▸ Records for this task:
━━━━━━

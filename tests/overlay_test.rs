use flowtree::dsl::builder::WorkflowBuilder;
use flowtree::dsl::TaskDef;
use flowtree::nodes::registry::VariantRegistry;
use flowtree::nodes::Node;
use flowtree::overlay::{ExecutionRecord, ExecutionStatus};
use flowtree::tree::WorkflowTree;
use serde_json::json;
use std::sync::Arc;

fn linear() -> WorkflowTree {
    WorkflowTree::build(
        WorkflowBuilder::new("linear")
            .task("A", "a").build()
            .task("B", "b").build()
            .build(),
        Arc::new(VariantRegistry::standard()),
    )
}

fn parallel() -> WorkflowTree {
    WorkflowTree::build(
        WorkflowBuilder::new("parallel")
            .fork(
                "Fork",
                vec![
                    vec![TaskDef::simple("B1", "b"), TaskDef::simple("B", "b")],
                    vec![TaskDef::simple("C", "c")],
                    vec![],
                ],
            )
            .join("Join", &["B", "C"])
            .build(),
        Arc::new(VariantRegistry::standard()),
    )
}

fn join_status(tree: &WorkflowTree) -> Option<ExecutionStatus> {
    tree.node("Join")
        .and_then(Node::execution)
        .and_then(|s| s.status())
}

#[test]
fn test_iterations_are_counted() {
    let mut tree = linear();

    tree.apply_execution(vec![ExecutionRecord::new("B", 1, ExecutionStatus::Completed)]);
    tree.apply_execution(vec![ExecutionRecord::new("B", 2, ExecutionStatus::Completed)]);

    let summary = tree.node("B").and_then(Node::execution).expect("B has no summary");
    assert_eq!(summary.status(), Some(ExecutionStatus::Completed));
    assert_eq!(summary.iteration_count(), 2);
}

#[test]
fn test_loop_body_keeps_every_iteration() {
    let mut tree = WorkflowTree::build(
        WorkflowBuilder::new("loop")
            .do_while("loop", "$.loop.iteration < 5", vec![TaskDef::simple("body", "body")])
            .build(),
        Arc::new(VariantRegistry::standard()),
    );

    for iteration in 1..=5 {
        let status = if iteration == 5 {
            ExecutionStatus::Failed
        } else {
            ExecutionStatus::Completed
        };
        tree.apply_execution(vec![
            ExecutionRecord::new("body", iteration, status).timed(u64::from(iteration) * 10, Some(u64::from(iteration) * 10 + 5)),
        ]);
    }

    let summary = tree.node("body").and_then(Node::execution).expect("body has no summary");
    assert_eq!(summary.iteration_count(), 5);
    let latest = summary.latest().expect("no latest snapshot");
    assert_eq!(latest.status, ExecutionStatus::Failed);
    assert_eq!(latest.start_time, Some(50));
    assert_eq!(summary.iterations[&3].status, ExecutionStatus::Completed);
}

#[test]
fn test_repeated_report_replaces_the_same_iteration() {
    let mut tree = linear();

    tree.apply_execution(vec![
        ExecutionRecord::new("A", 0, ExecutionStatus::Scheduled),
        ExecutionRecord::new("A", 0, ExecutionStatus::Running),
    ]);

    let summary = tree.node("A").and_then(Node::execution).expect("A has no summary");
    assert_eq!(summary.iteration_count(), 1);
    assert_eq!(summary.status(), Some(ExecutionStatus::Running));
}

#[test]
fn test_unknown_ids_are_discarded() {
    let mut tree = linear();

    let report = tree.apply_execution(vec![
        ExecutionRecord::new("gone", 0, ExecutionStatus::Completed),
        ExecutionRecord::new("A", 0, ExecutionStatus::Completed),
        ExecutionRecord::new("__start__", 0, ExecutionStatus::Completed),
    ]);

    assert_eq!(report.applied, 1);
    assert_eq!(report.discarded, 2);
    assert_eq!(tree.execution_summaries().len(), 1);
    assert_eq!(tree.len(), 4);
}

#[test]
fn test_join_rolls_up_its_branches() {
    let mut tree = parallel();
    assert_eq!(join_status(&tree), None);

    // Only one branch terminal has reported.
    tree.apply_execution(vec![
        ExecutionRecord::new("B1", 0, ExecutionStatus::Completed).timed(1, Some(4)),
        ExecutionRecord::new("B", 0, ExecutionStatus::Completed).timed(5, Some(10)),
    ]);
    assert_eq!(join_status(&tree), Some(ExecutionStatus::Running));

    tree.apply_execution(vec![ExecutionRecord::new("C", 0, ExecutionStatus::Running).timed(2, None)]);
    assert_eq!(join_status(&tree), Some(ExecutionStatus::Running));

    tree.apply_execution(vec![ExecutionRecord::new("C", 0, ExecutionStatus::Completed).timed(2, Some(20))]);
    let join = tree.node("Join").and_then(Node::execution).expect("Join has no summary");
    let latest = join.latest().expect("no rollup");
    assert_eq!(latest.status, ExecutionStatus::Completed);
    assert_eq!(latest.start_time, Some(2));
    assert_eq!(latest.end_time, Some(20));
}

#[test]
fn test_join_takes_the_slowest_branch_outcome() {
    let mut tree = parallel();

    tree.apply_execution(vec![
        ExecutionRecord::new("B", 0, ExecutionStatus::Completed).timed(1, Some(10)),
        ExecutionRecord::new("C", 0, ExecutionStatus::Failed).timed(1, Some(30)),
    ]);

    assert_eq!(join_status(&tree), Some(ExecutionStatus::Failed));
}

#[test]
fn test_records_for_joins_are_derived() {
    let mut tree = parallel();

    let report = tree.apply_execution(vec![ExecutionRecord::new("Join", 0, ExecutionStatus::Completed)]);

    assert_eq!(report.derived, 1);
    assert_eq!(join_status(&tree), None);
}

#[test]
fn test_nested_join_feeds_the_outer_rollup() {
    let mut tree = WorkflowTree::build(
        WorkflowBuilder::new("nested")
            .fork(
                "outer",
                vec![
                    vec![
                        TaskDef::fork_join("inner", vec![vec![TaskDef::simple("x", "x")]]),
                        TaskDef::join("inner_join", &["x"]),
                    ],
                    vec![TaskDef::simple("y", "y")],
                ],
            )
            .join("outer_join", &["inner_join", "y"])
            .build(),
        Arc::new(VariantRegistry::standard()),
    );

    tree.apply_execution(vec![
        ExecutionRecord::new("x", 0, ExecutionStatus::TimedOut).timed(3, Some(40)),
        ExecutionRecord::new("y", 0, ExecutionStatus::Completed).timed(1, Some(9)),
    ]);

    let inner = tree.node("inner_join").and_then(Node::execution).and_then(|s| s.status());
    assert_eq!(inner, Some(ExecutionStatus::TimedOut));
    let outer = tree.node("outer_join").and_then(Node::execution).and_then(|s| s.status());
    assert_eq!(outer, Some(ExecutionStatus::TimedOut));
}

#[test]
fn test_overlay_leaves_structure_alone() {
    let mut tree = parallel();
    let before = tree.serialize().expect("Serialization failed");

    tree.apply_execution(vec![ExecutionRecord::new("C", 0, ExecutionStatus::Completed)]);

    assert_eq!(tree.serialize().expect("Serialization failed"), before);
}

#[test]
fn test_clear_execution() {
    let mut tree = parallel();
    tree.apply_execution(vec![
        ExecutionRecord::new("B", 0, ExecutionStatus::Completed),
        ExecutionRecord::new("C", 0, ExecutionStatus::Completed),
    ]);
    assert_eq!(tree.execution_summaries().len(), 3);

    tree.clear_execution();

    assert!(tree.execution_summaries().is_empty());
}

#[test]
fn test_view_carries_status_and_iterations() {
    let mut tree = linear();
    tree.apply_execution(vec![
        ExecutionRecord::new("A", 1, ExecutionStatus::Completed),
        ExecutionRecord::new("A", 2, ExecutionStatus::Running),
    ]);

    let view = tree.render_view(None);
    let a = view.iter().find(|n| n.id == "A").expect("A not rendered");

    assert_eq!(a.status, Some(ExecutionStatus::Running));
    assert_eq!(a.iteration_count, 2);
    assert!(tree.outline().contains("A [Simple] (running x2)"));
}

#[test]
fn test_engine_status_names() {
    let cases = [
        ("IN_PROGRESS", ExecutionStatus::Running),
        ("SCHEDULED", ExecutionStatus::Scheduled),
        ("COMPLETED_WITH_ERRORS", ExecutionStatus::Completed),
        ("FAILED_WITH_TERMINAL_ERROR", ExecutionStatus::Failed),
        ("CANCELED", ExecutionStatus::Terminated),
        ("timed-out", ExecutionStatus::TimedOut),
        ("skipped", ExecutionStatus::Skipped),
    ];
    for (text, expected) in cases {
        assert_eq!(text.parse::<ExecutionStatus>(), Ok(expected), "parsing {}", text);
    }
    assert!("EXPLODED".parse::<ExecutionStatus>().is_err());
    assert!(!ExecutionStatus::Running.is_terminal());
    assert!(ExecutionStatus::Skipped.is_terminal());
}

#[test]
fn test_record_json_shape() {
    let record: ExecutionRecord = serde_json::from_value(json!({
        "nodeId": "B",
        "iteration": 2,
        "status": "COMPLETED",
        "startTime": 100,
        "endTime": 250,
        "output": {"ok": true}
    }))
    .expect("Invalid record");

    assert_eq!(record.iteration, 2);
    assert_eq!(record.status, ExecutionStatus::Completed);
    assert_eq!(record.input, None);
    assert_eq!(record.output, Some(json!({"ok": true})));

    let encoded = serde_json::to_value(&record).expect("Failed to encode");
    assert_eq!(encoded["status"], json!("completed"));
}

━━━━━━

▸ Exercise goal: Retype exactly the span of lines from the one with "assert!(ExecutionStatus::Skipped.is_terminal());" through the one with "assert_eq!(record.status, ExecutionStatus::Completed);"; include both ends and omit the rest of the material.

▸ Result of the exercise:
    assert!(ExecutionStatus::Skipped.is_terminal());
}

#[test]
fn test_record_json_shape() {
    let record: ExecutionRecord = serde_json::from_value(json!({
        "nodeId": "B",
        "iteration": 2,
        "status": "COMPLETED",
        "startTime": 100,
        "endTime": 250,
        "output": {"ok": true}
    }))
    .expect("Invalid record");

    assert_eq!(record.iteration, 2);
    assert_eq!(record.status, ExecutionStatus::Completed);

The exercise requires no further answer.